R. Edward Coleman, MD, director of the department of radiology at Duke University Medical Center in Durham, N.C., and colleagues compiled a list of desirable elements in PET reports from the American College of Radiology and the Society of Nuclear Medicine guidelines and assessed the reports for 34 elements—21 primary and 11 additional questions related to six of these primary elements.

Coleman and colleagues found that several important elements were not included in more than 40 percent of the reports: the reason for the study, a description of treatment history, a statement about comparison to other imaging and time from radiopharmaceutical injection to imaging. Only nine of the 34 elements were found in more than 90 percent of the reports.

“The most disturbing thing is that in only 56 percent of the reports was the clinical indication for the study clearly addressed. This is probably the most important of the 34 elements," wrote Michael M. Graham, MD, PhD, professor at department of radiology, University of Iowa in Iowa City. The referring physician has sent the patient to get an 18F-FDG PET/CT study done to answer a specific question. If the reason for doing the study is not clearly addressed in the impression portion of the report, the report is unlikely to have any impact on patient management.”

“The problem sometimes is that the question is not well articulated, such as: 'Patient with lung cancer. Please do PET scan.' In only 58 percent of the reports is the reason for the study clearly indicated. If the request is not clear, it is the job of the PET center staff or the interpreting physician to ensure that a clear question is being asked,” added Graham.

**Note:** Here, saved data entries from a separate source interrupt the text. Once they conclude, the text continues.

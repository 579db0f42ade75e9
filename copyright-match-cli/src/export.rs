//! Export collaborators (§6): write analyzed records to CSV or JSON.

use std::path::Path;

use serde::Serialize;

use copyright_match_core::error::{MatchError, Result};
use copyright_match_core::model::AnalyzedRecord;

#[derive(Serialize)]
struct CsvRow {
    source_id: String,
    title: String,
    author: String,
    year: String,
    country_class: String,
    status: String,
    registration_matched_id: String,
    registration_combined_score: String,
    renewal_matched_id: String,
    renewal_combined_score: String,
    error: String,
}

fn to_row(record: &AnalyzedRecord) -> CsvRow {
    CsvRow {
        source_id: record.input.id.0.clone(),
        title: record.input.title.clone(),
        author: record.input.author.clone(),
        year: record.input.year.map(|y| y.to_string()).unwrap_or_default(),
        country_class: format!("{:?}", record.input.country_class),
        status: record.status.to_string(),
        registration_matched_id: record
            .registration_match
            .as_ref()
            .map(|m| m.reference_id.0.clone())
            .unwrap_or_default(),
        registration_combined_score: record
            .registration_match
            .as_ref()
            .map(|m| m.combined_score.to_string())
            .unwrap_or_default(),
        renewal_matched_id: record.renewal_match.as_ref().map(|m| m.reference_id.0.clone()).unwrap_or_default(),
        renewal_combined_score: record
            .renewal_match
            .as_ref()
            .map(|m| m.combined_score.to_string())
            .unwrap_or_default(),
        error: record.error.clone().unwrap_or_default(),
    }
}

/// Write one row per analyzed record, in order, to a CSV file.
pub fn write_csv(path: impl AsRef<Path>, records: &[AnalyzedRecord]) -> Result<()> {
    let mut writer = csv::Writer::from_path(path.as_ref())
        .map_err(|e| MatchError::Message(format!("cannot open CSV output: {e}")))?;

    for record in records {
        writer
            .serialize(to_row(record))
            .map_err(|e| MatchError::Message(format!("cannot write CSV row: {e}")))?;
    }
    writer.flush()?;
    Ok(())
}

/// Write the full analyzed record set as a JSON array, preserving
/// every field a CSV row would flatten away (scores, reason codes).
pub fn write_json(path: impl AsRef<Path>, records: &[AnalyzedRecord]) -> Result<()> {
    let text = serde_json::to_string_pretty(records)?;
    std::fs::write(path, text)?;
    Ok(())
}

#[cfg(test)]
mod tests {
    use super::*;
    use copyright_match_core::model::{CopyrightStatus, CountryClass, NormalizedForms, ProcessingLanguage, Publication, PublicationId, SourceTag};

    fn sample() -> AnalyzedRecord {
        AnalyzedRecord {
            input: Publication {
                id: PublicationId::from("x1"),
                source: SourceTag::Input,
                title: "Example Title".to_string(),
                part_number: None,
                part_name: None,
                author: "Doe, Jane".to_string(),
                main_author: None,
                publisher: None,
                place: None,
                pub_date: None,
                year: Some(1950),
                full_text: None,
                country_code: None,
                country_class: CountryClass::Us,
                language_tag: None,
                processing_language: ProcessingLanguage::Eng,
                lccn: None,
                normalized: NormalizedForms::default(),
            },
            registration_match: None,
            renewal_match: None,
            status: CopyrightStatus::UndeterminedUsNoData,
            error: None,
        }
    }

    #[test]
    fn writes_csv_without_error() {
        let dir = tempfile::tempdir().unwrap();
        let path = dir.path().join("out.csv");
        write_csv(&path, &[sample()]).unwrap();
        let contents = std::fs::read_to_string(&path).unwrap();
        assert!(contents.contains("Example Title"));
    }

    #[test]
    fn writes_json_array() {
        let dir = tempfile::tempdir().unwrap();
        let path = dir.path().join("out.json");
        write_json(&path, &[sample()]).unwrap();
        let contents = std::fs::read_to_string(&path).unwrap();
        assert!(contents.starts_with('['));
        assert!(contents.contains("Example Title"));
    }
}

“Essential elements that should be included in oncologic PET reports were missing from many reports...Interpreting physicians should audit their reports to ascertain that they include appropriate elements necessary for billing compliance and for effective communications with referring physicians,” concluded Coleman and colleagues.

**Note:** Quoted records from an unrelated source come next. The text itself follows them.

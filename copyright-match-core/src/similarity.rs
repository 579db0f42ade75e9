//! Field-level similarity scoring (§4.7).
//!
//! Edit-ratio uses `strsim`'s normalized Levenshtein distance, the
//! same crate the bibliographic-matching code in the wider example
//! pack reaches for (`strsim::jaro_winkler` / `normalized_levenshtein`
//! over fuzzy author/title comparisons). Partial-ratio has no
//! off-the-shelf crate equivalent, so it is built directly on
//! `strsim::levenshtein` over sliding windows, per the definition in
//! §4.7 ("best score over substring alignments").
//!
//! `marc_pd_tool.processing.similarity_calculator` scores both author
//! and direct publisher comparisons with `fuzzywuzzy`'s whole-string
//! `fuzz.ratio`. A straight port (normalized edit distance over the
//! full strings) collapses on the common case of one side containing
//! the other as a substring — "Newnes" inside "George Newnes" scores
//! in the 60s on a whole-string measure either way, well under a
//! confident match. Author comparisons use a token-sort before
//! edit-ratio (see `sort_tokens`) to absorb name-order differences;
//! direct publisher comparisons reuse the partial-ratio sliding window
//! already built for the renewal-full-text case, which scores a full
//! containment at 100.

use std::collections::HashSet;

use strsim::levenshtein;

use crate::model::ProcessingLanguage;
use crate::text::TextNormalizer;

/// Computes field-level similarity scores in [0, 100]. All inputs are
/// raw; the calculator normalizes internally.
pub struct SimilarityCalculator<'a> {
    normalizer: &'a TextNormalizer,
}

impl<'a> SimilarityCalculator<'a> {
    pub fn new(normalizer: &'a TextNormalizer) -> Self {
        SimilarityCalculator { normalizer }
    }

    /// Title similarity: Jaccard over stemmed token sets, with a
    /// containment bonus for likely truncations. Both sides empty (or
    /// either side empty) is defined as 0 — never 100 — per the
    /// redesigned "no evidence, no match" rule.
    pub fn title_similarity(&self, a: &str, b: &str, language: ProcessingLanguage) -> f64 {
        if a.is_empty() || b.is_empty() {
            return 0.0;
        }

        let base_a = self.normalizer.title_base_tokens(a);
        let base_b = self.normalizer.title_base_tokens(b);
        let keep_stopwords = base_a.len() <= 6 || base_b.len() <= 6;

        let tokens_a: HashSet<String> =
            self.normalizer.title_tokens(a, language, !keep_stopwords).into_iter().collect();
        let tokens_b: HashSet<String> =
            self.normalizer.title_tokens(b, language, !keep_stopwords).into_iter().collect();

        if tokens_a.is_empty() || tokens_b.is_empty() {
            return 0.0;
        }

        let intersection = tokens_a.intersection(&tokens_b).count();
        let union = tokens_a.union(&tokens_b).count();
        let jaccard = if union == 0 { 0.0 } else { intersection as f64 / union as f64 * 100.0 };

        let (smaller, larger) = if tokens_a.len() <= tokens_b.len() {
            (&tokens_a, &tokens_b)
        } else {
            (&tokens_b, &tokens_a)
        };
        let is_proper_subset = smaller.len() < larger.len() && smaller.is_subset(larger);

        if is_proper_subset {
            let shared = smaller.intersection(larger).count();
            let bonus = if shared >= 3 {
                75.0
            } else if shared == 2 {
                60.0
            } else {
                0.0
            };
            jaccard.max(bonus)
        } else {
            jaccard
        }
    }

    /// Author similarity: normalized-Levenshtein ratio over each
    /// side's tokens sorted into a canonical order, so "Doyle, Arthur
    /// Conan" and "Arthur Conan Doyle" compare as the same name rather
    /// than taking a transposition penalty for word order alone.
    pub fn author_similarity(&self, a: &str, b: &str, language: ProcessingLanguage) -> f64 {
        if a.is_empty() || b.is_empty() {
            return 0.0;
        }
        let na = self.normalizer.normalize_author(a, language);
        let nb = self.normalizer.normalize_author(b, language);
        edit_ratio(&sort_tokens(&na), &sort_tokens(&nb))
    }

    /// Publisher similarity: partial-ratio against a renewal's raw
    /// `full_text` when present, else partial-ratio between the two
    /// publisher strings directly (shorter side as the needle). A
    /// plain whole-string ratio penalizes the common case where one
    /// side carries an imprint or a trailing legal suffix the other
    /// doesn't ("Newnes" vs "George Newnes"); partial-ratio credits
    /// the contained match instead.
    pub fn publisher_similarity(
        &self,
        query_publisher: &str,
        reference_publisher: Option<&str>,
        reference_full_text: Option<&str>,
    ) -> f64 {
        if query_publisher.is_empty() {
            return 0.0;
        }
        let normalized_query = self.normalizer.normalize_publisher(query_publisher);
        if normalized_query.is_empty() {
            return 0.0;
        }

        if let Some(full_text) = reference_full_text.filter(|t| !t.is_empty()) {
            return partial_ratio(&normalized_query, full_text);
        }
        if let Some(publisher) = reference_publisher.filter(|p| !p.is_empty()) {
            let normalized_ref = self.normalizer.normalize_publisher(publisher);
            return if normalized_query.chars().count() <= normalized_ref.chars().count() {
                partial_ratio(&normalized_query, &normalized_ref)
            } else {
                partial_ratio(&normalized_ref, &normalized_query)
            };
        }
        0.0
    }
}

/// Whitespace-separated tokens sorted lexically and rejoined, so
/// comparisons are invariant to surname/given-name order.
fn sort_tokens(s: &str) -> String {
    let mut tokens: Vec<&str> = s.split_whitespace().collect();
    tokens.sort_unstable();
    tokens.join(" ")
}

/// Normalized-Levenshtein similarity ratio, scaled to [0, 100].
fn edit_ratio(a: &str, b: &str) -> f64 {
    if a.is_empty() && b.is_empty() {
        return 0.0;
    }
    let distance = levenshtein(a, b) as f64;
    let max_len = a.chars().count().max(b.chars().count()) as f64;
    if max_len == 0.0 {
        return 0.0;
    }
    ((1.0 - distance / max_len) * 100.0).clamp(0.0, 100.0)
}

/// Best edit-ratio of `needle` against any substring of `haystack` the
/// same length as `needle` (the "best alignment" reading of
/// partial-ratio). Falls back to a plain edit-ratio when `needle` is
/// longer than `haystack`.
fn partial_ratio(needle: &str, haystack: &str) -> f64 {
    let haystack_lower = haystack.to_lowercase();
    let needle_chars: Vec<char> = needle.chars().collect();
    let haystack_chars: Vec<char> = haystack_lower.chars().collect();

    if needle_chars.is_empty() || haystack_chars.is_empty() {
        return 0.0;
    }
    if haystack_chars.len() <= needle_chars.len() {
        return edit_ratio(needle, &haystack_lower);
    }

    let window = needle_chars.len();
    let mut best = 0.0_f64;
    for start in 0..=(haystack_chars.len() - window) {
        let slice: String = haystack_chars[start..start + window].iter().collect();
        let score = edit_ratio(needle, &slice);
        if score > best {
            best = score;
        }
        if best >= 100.0 {
            break;
        }
    }
    best
}

#[cfg(test)]
mod tests {
    use super::*;
    use crate::config::Wordlists;

    fn normalizer() -> TextNormalizer {
        TextNormalizer::new(&Wordlists::embedded().unwrap()).unwrap()
    }

    #[test]
    fn both_empty_titles_score_zero() {
        let n = normalizer();
        let calc = SimilarityCalculator::new(&n);
        assert_eq!(calc.title_similarity("", "", ProcessingLanguage::Eng), 0.0);
    }

    #[test]
    fn identical_titles_score_100() {
        let n = normalizer();
        let calc = SimilarityCalculator::new(&n);
        let score = calc.title_similarity(
            "The Adventures of Sherlock Holmes",
            "The Adventures of Sherlock Holmes",
            ProcessingLanguage::Eng,
        );
        assert!((score - 100.0).abs() < 0.001);
    }

    #[test]
    fn truncated_title_gets_containment_bonus() {
        let n = normalizer();
        let calc = SimilarityCalculator::new(&n);
        let score = calc.title_similarity(
            "Iduna Robiat",
            "Iduna Robiat historischer Roman aus Merans Vergangenheit",
            ProcessingLanguage::Ger,
        );
        assert!(score >= 60.0, "expected containment bonus, got {score}");
    }

    #[test]
    fn author_similarity_high_for_reordered_name() {
        let n = normalizer();
        let calc = SimilarityCalculator::new(&n);
        let score =
            calc.author_similarity("Doyle, Arthur Conan", "Arthur Conan Doyle", ProcessingLanguage::Eng);
        assert!(score >= 60.0);
    }

    #[test]
    fn publisher_partial_ratio_finds_substring_match() {
        let n = normalizer();
        let calc = SimilarityCalculator::new(&n);
        let score = calc.publisher_similarity(
            "Penguin",
            None,
            Some("© 1950, A1234. R123456, 15Jun78, Penguin Books (PB)"),
        );
        assert!(score >= 70.0, "expected high partial ratio, got {score}");
    }
}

“A possible weakness of the paper of Coleman et al. is that, for practical reasons, only 180 reports were examined to generate the results. The paper would have been stronger and might have brought additional points to light if all the reports submitted as part of NOPR [National Oncologic PET Registry] had been examined,” said Graham.

A training set of 20 randomly selected reports was evaluated in the study by the four-physician panel, and the results were used to formulate a consensus approach for assessing report content and quality. Each reviewer then scored 65 randomly selected reports—20 common to all reviewers.

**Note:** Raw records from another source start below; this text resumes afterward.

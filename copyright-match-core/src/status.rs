//! Copyright status classification (§4.11): a pure function of match
//! outcomes, country classification, year, and configured thresholds.

use crate::config::Config;
use crate::model::{CopyrightStatus, CountryClass, MatchResult};

pub use crate::config::StatusThresholds;

/// Classify the final copyright status for one input record.
pub fn classify(
    match_reg: Option<&MatchResult>,
    match_ren: Option<&MatchResult>,
    country: CountryClass,
    year: Option<i32>,
    config: &Config,
) -> CopyrightStatus {
    let thresholds = config.status_thresholds;

    let Some(year) = year else {
        return match country {
            CountryClass::Unknown => CopyrightStatus::UndeterminedCountryUnknown,
            _ => CopyrightStatus::UndeterminedUsNoData,
        };
    };

    if year < thresholds.pd_cutoff_year {
        return CopyrightStatus::PdPreThreshold;
    }

    match country {
        CountryClass::Unknown => CopyrightStatus::UndeterminedCountryUnknown,
        CountryClass::Us => {
            let in_renewal_window =
                year >= thresholds.renewal_required_from && year <= thresholds.renewal_required_until;

            match (match_reg.is_some(), match_ren.is_some()) {
                (_, true) => CopyrightStatus::InCopyright,
                (true, false) if in_renewal_window => CopyrightStatus::PdUsNoRenewal,
                (true, false) => CopyrightStatus::PdUsRegNoRenewal,
                (false, false) => CopyrightStatus::UndeterminedUsNoData,
            }
        }
        CountryClass::NonUs => {
            if match_ren.is_some() {
                CopyrightStatus::InCopyright
            } else {
                CopyrightStatus::ResearchRequired
            }
        }
    }
}

#[cfg(test)]
mod tests {
    use super::*;
    use crate::config::Config;

    fn config() -> Config {
        Config::default_config().unwrap()
    }

    #[test]
    fn pre_threshold_year_is_always_pd() {
        let status = classify(None, None, CountryClass::Us, Some(1900), &config());
        assert_eq!(status, CopyrightStatus::PdPreThreshold);
    }

    #[test]
    fn us_with_registration_but_no_renewal_in_window_is_pd() {
        let status = classify(None, None, CountryClass::Us, Some(1950), &config());
        assert_eq!(status, CopyrightStatus::UndeterminedUsNoData);
    }

    #[test]
    fn missing_year_and_unknown_country_is_undetermined() {
        let status = classify(None, None, CountryClass::Unknown, None, &config());
        assert_eq!(status, CopyrightStatus::UndeterminedCountryUnknown);
    }

    #[test]
    fn configured_pd_cutoff_is_consulted_not_hardcoded() {
        let mut cfg = config();
        cfg.status_thresholds.pd_cutoff_year = 1960;
        let status = classify(None, None, CountryClass::Us, Some(1950), &cfg);
        assert_eq!(status, CopyrightStatus::PdPreThreshold);
    }

    #[test]
    fn configured_renewal_window_is_consulted() {
        let mut cfg = config();
        cfg.status_thresholds.renewal_required_from = 1970;
        cfg.status_thresholds.renewal_required_until = 1977;
        // 1950 registration with no renewal: under default thresholds this
        // falls inside the renewal window (PdUsNoRenewal); widening the
        // window's start past 1950 moves it outside, changing the outcome.
        let reg = MatchResult {
            reference_id: crate::model::PublicationId::from("r1"),
            matched_title: String::new(),
            matched_author: String::new(),
            matched_publisher: None,
            reference_year: Some(1950),
            year_difference: Some(0),
            title_score: 90.0,
            author_score: 90.0,
            publisher_score: 0.0,
            combined_score: 90.0,
            has_generic_title: false,
            derived_work_penalty_applied: false,
            matched_via_lccn: false,
            reason_codes: Vec::new(),
        };
        let status = classify(Some(&reg), None, CountryClass::Us, Some(1950), &cfg);
        assert_eq!(status, CopyrightStatus::PdUsRegNoRenewal);
    }
}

Graham also noted that it may be possible to use computers to extract the presence or absence of the essential elements of a report. “If the automatic approach can be made reliable, all the NOPR reports can be evaluated and a more extensive analysis done. The approach could presumably be extended to other settings, including collection of outcome data to correlate with the PET/CT reports and the change-of-management decisions.”